Saved data entries:
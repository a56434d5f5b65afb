//! Play command: drive one bot over the engine's stdin/stdout protocol.

use super::{seed_or_clock, CliError};
use haul::protocol::{EngineReader, EngineWriter};
use haul::{Deadline, GameState, HaulResult, Strategy, StrategyConfig};
use std::fs::{self, File};
use std::io::{self, BufRead, Write};
use std::path::{Path, PathBuf};
use std::sync::Mutex;
use std::time::Duration;
use tracing_subscriber::EnvFilter;

/// Name the bot announces during the handshake.
const BOT_NAME: &str = "haul";

/// Execute the play command.
///
/// # Errors
///
/// Returns an error if the config cannot be loaded, the log file cannot be
/// created, or the engine connection breaks.
pub(crate) fn execute(
    seed: Option<u64>,
    config: Option<PathBuf>,
    log_dir: Option<PathBuf>,
) -> Result<(), CliError> {
    let config = match config {
        Some(path) => StrategyConfig::from_file(&path)?,
        None => StrategyConfig::default(),
    };

    let stdin = io::stdin();
    let mut reader = EngineReader::new(stdin.lock());
    let mut state = reader.read_init()?;

    init_logging(log_dir.as_deref(), state.my_id)?;
    tracing::info!(
        player = state.my_id,
        width = state.map.width(),
        height = state.map.height(),
        players = state.player_count(),
        "connected"
    );

    let stdout = io::stdout();
    let mut writer = EngineWriter::new(stdout.lock());
    writer.send_name(BOT_NAME)?;

    let seed = seed_or_clock(seed) ^ u64::from(state.my_id);
    let budget = Duration::from_millis(config.timing.turn_budget_ms);
    let mut strategy = Strategy::new(config, seed);
    let result = session(&mut reader, &mut writer, &mut state, &mut strategy, budget);
    if let Err(e) = &result {
        tracing::error!(turn = state.turn, error = %e, "engine session ended with an error");
    } else {
        tracing::info!(turn = state.turn, halite = state.me().halite, "game over");
    }
    result.map_err(CliError::from)
}

/// Answer every frame until the engine closes the stream.
fn session<R: BufRead, W: Write>(
    reader: &mut EngineReader<R>,
    writer: &mut EngineWriter<W>,
    state: &mut GameState,
    strategy: &mut Strategy,
    budget: Duration,
) -> HaulResult<()> {
    while reader.read_frame(state)? {
        let deadline = Deadline::after(budget);
        let plan = strategy.decide(state, &deadline);
        writer.send_commands(&plan.commands)?;
    }
    Ok(())
}

/// Route logs to a per-player file; stdout belongs to the protocol.
fn init_logging(log_dir: Option<&Path>, player: u8) -> Result<(), CliError> {
    let Some(dir) = log_dir else {
        return Ok(());
    };
    fs::create_dir_all(dir)
        .map_err(|e| CliError::new(format!("Failed to create {}: {e}", dir.display())))?;
    let path = dir.join(format!("haul-{player}.log"));
    let file = File::create(&path)
        .map_err(|e| CliError::new(format!("Failed to create {}: {e}", path.display())))?;
    let filter = EnvFilter::try_from_default_env().unwrap_or_else(|_| EnvFilter::new("info"));
    tracing_subscriber::fmt()
        .with_env_filter(filter)
        .with_writer(Mutex::new(file))
        .with_ansi(false)
        .try_init()
        .map_err(|e| CliError::new(format!("Failed to initialise logging: {e}")))
}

Task directions:
Exact reproduction is required. Give the lines of the data from its first line through the line containing "let stdout = io::stdout();", and no others.

Solution for this problem:
repository a56434d5f5b65afb
//! Play command: drive one bot over the engine's stdin/stdout protocol.

use super::{seed_or_clock, CliError};
use haul::protocol::{EngineReader, EngineWriter};
use haul::{Deadline, GameState, HaulResult, Strategy, StrategyConfig};
use std::fs::{self, File};
use std::io::{self, BufRead, Write};
use std::path::{Path, PathBuf};
use std::sync::Mutex;
use std::time::Duration;
use tracing_subscriber::EnvFilter;

/// Name the bot announces during the handshake.
const BOT_NAME: &str = "haul";

/// Execute the play command.
///
/// # Errors
///
/// Returns an error if the config cannot be loaded, the log file cannot be
/// created, or the engine connection breaks.
pub(crate) fn execute(
    seed: Option<u64>,
    config: Option<PathBuf>,
    log_dir: Option<PathBuf>,
) -> Result<(), CliError> {
    let config = match config {
        Some(path) => StrategyConfig::from_file(&path)?,
        None => StrategyConfig::default(),
    };

    let stdin = io::stdin();
    let mut reader = EngineReader::new(stdin.lock());
    let mut state = reader.read_init()?;

    init_logging(log_dir.as_deref(), state.my_id)?;
    tracing::info!(
        player = state.my_id,
        width = state.map.width(),
        height = state.map.height(),
        players = state.player_count(),
        "connected"
    );

    let stdout = io::stdout();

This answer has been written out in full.